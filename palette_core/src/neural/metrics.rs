//! Evaluation metrics for predicted palettes.

use std::collections::BTreeSet;

use ndarray::ArrayView2;
use rayon::prelude::*;
use serde::{Deserialize, Serialize};

use super::loss::{is_extreme, row_colors};
use crate::color::{rgb_to_hex, PALETTE_SIZE, TARGET_DIM};
use crate::error::{PaletteError, PaletteResult};

/// Absolute error under which an extreme target counts as hit
pub const EXTREME_HIT_THRESHOLD: f32 = 0.1;

#[derive(Debug, Clone, Copy, PartialEq, Serialize, Deserialize)]
pub struct PaletteMetrics {
    pub mse: f32,
    pub mae: f32,
    /// Share of extreme target channels predicted within 0.1; `None` when
    /// the targets contain no extremes
    pub extreme_accuracy: Option<f32>,
    /// Mean Euclidean distance between predicted colors of the same palette
    pub mean_color_distance: f32,
    /// Distinct predicted hex colors
    pub unique_colors: usize,
    /// `unique_colors` over the number of predicted colors
    pub unique_color_ratio: f32,
}

/// Compare predictions against targets.
pub fn evaluate(y_true: ArrayView2<f32>, y_pred: ArrayView2<f32>) -> PaletteResult<PaletteMetrics> {
    if y_pred.ncols() != TARGET_DIM || y_true.ncols() != TARGET_DIM {
        return Err(PaletteError::dimension_mismatch(
            TARGET_DIM,
            y_pred.ncols().min(y_true.ncols()),
            "metric rows",
        ));
    }
    if y_true.nrows() != y_pred.nrows() {
        return Err(PaletteError::dimension_mismatch(
            y_pred.nrows(),
            y_true.nrows(),
            "metric batch",
        ));
    }
    if y_pred.nrows() == 0 {
        return Err(PaletteError::EmptyBatch {
            context: "palette metrics".to_string(),
        });
    }

    let pairs: Vec<(f32, f32)> = y_true.iter().copied().zip(y_pred.iter().copied()).collect();
    let entries = pairs.len() as f32;

    let (squared, absolute) = pairs
        .par_iter()
        .map(|&(t, p)| {
            let diff = p - t;
            (diff * diff, diff.abs())
        })
        .reduce(|| (0.0, 0.0), |a, b| (a.0 + b.0, a.1 + b.1));

    let (extreme_hits, extreme_total) = pairs
        .iter()
        .filter(|(t, _)| is_extreme(*t))
        .fold((0usize, 0usize), |(hits, total), (t, p)| {
            (
                hits + usize::from((t - p).abs() < EXTREME_HIT_THRESHOLD),
                total + 1,
            )
        });

    let palettes: Vec<[[f32; 3]; PALETTE_SIZE]> = y_pred
        .outer_iter()
        .map(|row| row_colors(row.iter().copied()))
        .collect();

    let (distance_sum, pair_count) = palettes
        .par_iter()
        .map(|colors| {
            let mut sum = 0.0f32;
            let mut count = 0usize;
            for i in 0..PALETTE_SIZE {
                for j in (i + 1)..PALETTE_SIZE {
                    sum += (0..3)
                        .map(|ch| (colors[i][ch] - colors[j][ch]).powi(2))
                        .sum::<f32>()
                        .sqrt();
                    count += 1;
                }
            }
            (sum, count)
        })
        .reduce(|| (0.0, 0), |a, b| (a.0 + b.0, a.1 + b.1));

    let unique: BTreeSet<String> = palettes
        .iter()
        .flat_map(|colors| colors.iter().map(|c| rgb_to_hex(*c)))
        .collect();
    let predicted_colors = palettes.len() * PALETTE_SIZE;

    Ok(PaletteMetrics {
        mse: squared / entries,
        mae: absolute / entries,
        extreme_accuracy: (extreme_total > 0)
            .then(|| extreme_hits as f32 / extreme_total as f32),
        mean_color_distance: distance_sum / pair_count as f32,
        unique_colors: unique.len(),
        unique_color_ratio: unique.len() as f32 / predicted_colors as f32,
    })
}
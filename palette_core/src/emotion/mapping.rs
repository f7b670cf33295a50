//! Emotion → base palette mapping source.
//!
//! The mapping is read once before generation and treated as immutable. Its
//! JSON shape is
//!
//! ```json
//! { "emotions": { "happy": {
//!     "name": "Happy",
//!     "basePalettes": [["#FFD93D", "#FF6B6B", "#FFA94D", "#6BCB77", "#FFF3B0"]],
//!     "colorCharacteristics": { "brightness": 0.9, "saturation": 0.8, "temperature": 0.7 }
//! } } }
//! ```
//!
//! A profile is allowed to carry zero palettes here; that condition is only
//! fatal once the profile reaches the dataset builder.

use std::collections::BTreeMap;
use std::fs;
use std::io;
use std::path::Path;

use serde::{Deserialize, Serialize};

use super::Emotion;
use crate::color::transform::{hex_to_rgb, PALETTE_SIZE, TARGET_DIM};
use crate::error::{PaletteError, PaletteResult};

const BUILTIN_MAPPING: &str = include_str!("../../data/emotion-color-mapping.json");

/// Brightness, saturation and temperature bias of an emotion's palettes.
#[derive(Debug, Clone, Copy, PartialEq, Serialize, Deserialize)]
pub struct ColorCharacteristics {
    /// Overall lightness in [0, 1]
    pub brightness: f32,
    /// Chroma strength in [0, 1]
    pub saturation: f32,
    /// Warm (+) / cool (−) bias in [-1, 1]
    pub temperature: f32,
}

impl ColorCharacteristics {
    pub fn new(brightness: f32, saturation: f32, temperature: f32) -> PaletteResult<Self> {
        let characteristics = Self {
            brightness,
            saturation,
            temperature,
        };
        characteristics.validate()?;
        Ok(characteristics)
    }

    fn validate(&self) -> PaletteResult<()> {
        let in_range = |value: f32, lo: f32, hi: f32| value.is_finite() && (lo..=hi).contains(&value);
        if !in_range(self.brightness, 0.0, 1.0) {
            return Err(PaletteError::InvalidMapping(format!(
                "brightness {} outside [0, 1]",
                self.brightness
            )));
        }
        if !in_range(self.saturation, 0.0, 1.0) {
            return Err(PaletteError::InvalidMapping(format!(
                "saturation {} outside [0, 1]",
                self.saturation
            )));
        }
        if !in_range(self.temperature, -1.0, 1.0) {
            return Err(PaletteError::InvalidMapping(format!(
                "temperature {} outside [-1, 1]",
                self.temperature
            )));
        }
        Ok(())
    }
}

/// A designer-chosen set of five colors, validated on construction.
#[derive(Debug, Clone, PartialEq)]
pub struct Palette {
    colors: Vec<String>,
    rgb: [f32; TARGET_DIM],
}

impl Palette {
    pub fn new<S: Into<String>>(colors: Vec<S>) -> PaletteResult<Self> {
        let colors: Vec<String> = colors.into_iter().map(Into::into).collect();
        if colors.len() != PALETTE_SIZE {
            return Err(PaletteError::InvalidMapping(format!(
                "palette must contain {PALETTE_SIZE} colors, found {}",
                colors.len()
            )));
        }

        let mut rgb = [0.0f32; TARGET_DIM];
        for (slot, color) in rgb.chunks_exact_mut(3).zip(&colors) {
            slot.copy_from_slice(&hex_to_rgb(color)?);
        }

        Ok(Self { colors, rgb })
    }

    /// Hex colors as supplied
    pub fn colors(&self) -> &[String] {
        &self.colors
    }

    /// Flat 15-dim RGB vector (5 consecutive triples in [0, 1])
    pub fn rgb(&self) -> &[f32; TARGET_DIM] {
        &self.rgb
    }
}

/// Everything the generator needs to know about one emotion.
#[derive(Debug, Clone, PartialEq)]
pub struct EmotionProfile {
    pub emotion: Emotion,
    pub name: String,
    pub palettes: Vec<Palette>,
    pub characteristics: ColorCharacteristics,
}

impl EmotionProfile {
    pub fn new(
        emotion: Emotion,
        name: impl Into<String>,
        palettes: Vec<Palette>,
        characteristics: ColorCharacteristics,
    ) -> PaletteResult<Self> {
        characteristics.validate()?;
        Ok(Self {
            emotion,
            name: name.into(),
            palettes,
            characteristics,
        })
    }
}

/// Read-only emotion → profile table, iterated in canonical emotion order.
#[derive(Debug, Clone, PartialEq, Default)]
pub struct EmotionColorMapping {
    profiles: BTreeMap<Emotion, EmotionProfile>,
}

impl EmotionColorMapping {
    /// Mapping shipped with the crate, covering all seven emotions.
    pub fn builtin() -> PaletteResult<Self> {
        Self::from_json_str(BUILTIN_MAPPING)
    }

    /// Load a mapping file; a missing file is reported as
    /// [`PaletteError::MappingNotFound`].
    pub fn load_from_file<P: AsRef<Path>>(path: P) -> PaletteResult<Self> {
        let path = path.as_ref();
        let contents = fs::read_to_string(path).map_err(|err| match err.kind() {
            io::ErrorKind::NotFound => PaletteError::MappingNotFound {
                path: path.to_path_buf(),
            },
            _ => PaletteError::Io(err),
        })?;
        let mapping = Self::from_json_str(&contents)?;
        tracing::info!(
            "Loaded emotion-color mapping from {} ({} emotions)",
            path.display(),
            mapping.len()
        );
        Ok(mapping)
    }

    pub fn from_json_str(json: &str) -> PaletteResult<Self> {
        let raw: RawMapping = serde_json::from_str(json)?;
        let mut profiles = BTreeMap::new();

        for (emotion, raw_profile) in raw.emotions {
            let palettes = raw_profile
                .base_palettes
                .into_iter()
                .map(Palette::new)
                .collect::<PaletteResult<Vec<_>>>()?;
            let profile = EmotionProfile::new(
                emotion,
                raw_profile.name,
                palettes,
                raw_profile.color_characteristics,
            )?;
            profiles.insert(emotion, profile);
        }

        if profiles.is_empty() {
            return Err(PaletteError::InvalidMapping(
                "mapping defines no emotions".into(),
            ));
        }

        Ok(Self { profiles })
    }

    pub fn from_profiles<I: IntoIterator<Item = EmotionProfile>>(profiles: I) -> Self {
        Self {
            profiles: profiles
                .into_iter()
                .map(|profile| (profile.emotion, profile))
                .collect(),
        }
    }

    /// Keep only the listed emotions; every one of them must be defined.
    pub fn restricted_to(&self, emotions: &[Emotion]) -> PaletteResult<Self> {
        if let Some(&emotion) = emotions.iter().find(|e| !self.profiles.contains_key(*e)) {
            return Err(PaletteError::EmotionNotInMapping { emotion });
        }
        Ok(Self {
            profiles: self
                .profiles
                .iter()
                .filter(|(emotion, _)| emotions.contains(emotion))
                .map(|(emotion, profile)| (*emotion, profile.clone()))
                .collect(),
        })
    }

    pub fn get(&self, emotion: Emotion) -> Option<&EmotionProfile> {
        self.profiles.get(&emotion)
    }

    pub fn profiles(&self) -> impl Iterator<Item = &EmotionProfile> {
        self.profiles.values()
    }

    pub fn emotions(&self) -> Vec<Emotion> {
        self.profiles.keys().copied().collect()
    }

    pub fn len(&self) -> usize {
        self.profiles.len()
    }

    pub fn is_empty(&self) -> bool {
        self.profiles.is_empty()
    }
}

#[derive(Debug, Deserialize)]
struct RawMapping {
    emotions: BTreeMap<Emotion, RawProfile>,
}

#[derive(Debug, Deserialize)]
#[serde(rename_all = "camelCase")]
struct RawProfile {
    name: String,
    #[serde(default)]
    base_palettes: Vec<Vec<String>>,
    color_characteristics: ColorCharacteristics,
}

#[cfg(test)]
mod tests {
    use super::*;

    #[test]
    fn builtin_mapping_covers_all_emotions() {
        let mapping = EmotionColorMapping::builtin().unwrap();
        assert_eq!(mapping.emotions(), Emotion::ALL.to_vec());
        for profile in mapping.profiles() {
            assert!(!profile.palettes.is_empty(), "{} has palettes", profile.emotion);
        }
    }

    #[test]
    fn palette_rgb_is_flattened_in_order() {
        let palette = Palette::new(vec!["#FF0000", "#00FF00", "#0000FF", "#000000", "#FFFFFF"]).unwrap();
        let rgb = palette.rgb();
        assert_eq!(&rgb[0..3], &[1.0, 0.0, 0.0]);
        assert_eq!(&rgb[3..6], &[0.0, 1.0, 0.0]);
        assert_eq!(&rgb[6..9], &[0.0, 0.0, 1.0]);
        assert_eq!(&rgb[12..15], &[1.0, 1.0, 1.0]);
    }

    #[test]
    fn palette_rejects_wrong_color_count() {
        let result = Palette::new(vec!["#FF0000", "#00FF00"]);
        assert!(matches!(result, Err(PaletteError::InvalidMapping(_))));
    }

    #[test]
    fn malformed_color_fails_mapping_load() {
        let json = r##"{"emotions": {"happy": {
            "name": "Happy",
            "basePalettes": [["#FF0000", "#00FF00", "#0000FF", "#000000", "#GGGGGG"]],
            "colorCharacteristics": {"brightness": 0.9, "saturation": 0.8, "temperature": 0.7}
        }}}"##;
        let result = EmotionColorMapping::from_json_str(json);
        assert!(matches!(result, Err(PaletteError::InvalidColorFormat { .. })));
    }

    #[test]
    fn out_of_range_characteristics_are_rejected() {
        let json = r##"{"emotions": {"sad": {
            "name": "Sad",
            "basePalettes": [],
            "colorCharacteristics": {"brightness": 1.4, "saturation": 0.3, "temperature": -0.6}
        }}}"##;
        let result = EmotionColorMapping::from_json_str(json);
        assert!(matches!(result, Err(PaletteError::InvalidMapping(_))));
    }

    #[test]
    fn empty_palette_list_loads() {
        let json = r##"{"emotions": {"neutral": {
            "name": "Neutral",
            "colorCharacteristics": {"brightness": 0.6, "saturation": 0.2, "temperature": 0.0}
        }}}"##;
        let mapping = EmotionColorMapping::from_json_str(json).unwrap();
        assert!(mapping.get(Emotion::Neutral).unwrap().palettes.is_empty());
    }

    #[test]
    fn missing_file_is_reported_as_not_found() {
        let dir = tempfile::tempdir().unwrap();
        let path = dir.path().join("does-not-exist.json");
        let result = EmotionColorMapping::load_from_file(&path);
        match result {
            Err(PaletteError::MappingNotFound { path: reported }) => assert_eq!(reported, path),
            other => panic!("expected MappingNotFound, got {other:?}"),
        }
    }

    #[test]
    fn restricted_mapping_keeps_requested_emotions() {
        let mapping = EmotionColorMapping::builtin().unwrap();
        let subset = mapping
            .restricted_to(&[Emotion::Happy, Emotion::Neutral])
            .unwrap();
        assert_eq!(subset.emotions(), vec![Emotion::Happy, Emotion::Neutral]);
    }

    #[test]
    fn restricting_to_an_undefined_emotion_fails() {
        let sad_only = EmotionColorMapping::builtin()
            .unwrap()
            .restricted_to(&[Emotion::Sad])
            .unwrap();
        let err = sad_only
            .restricted_to(&[Emotion::Sad, Emotion::Happy])
            .unwrap_err();
        assert!(matches!(
            err,
            PaletteError::EmotionNotInMapping {
                emotion: Emotion::Happy
            }
        ));
    }
}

● **Activity**
Look back at the data above. Transcribe exactly the lines starting at the line that contains "profile)| (*emotion, profile.clone()))" and ending at the line that contains "pub fn is_empty(&self)".

● **Exercise answer**
                .map(|(emotion, profile)| (*emotion, profile.clone()))
                .collect(),
        })
    }

    pub fn get(&self, emotion: Emotion) -> Option<&EmotionProfile> {
        self.profiles.get(&emotion)
    }

    pub fn profiles(&self) -> impl Iterator<Item = &EmotionProfile> {
        self.profiles.values()
    }

    pub fn emotions(&self) -> Vec<Emotion> {
        self.profiles.keys().copied().collect()
    }

    pub fn len(&self) -> usize {
        self.profiles.len()
    }

    pub fn is_empty(&self) -> bool {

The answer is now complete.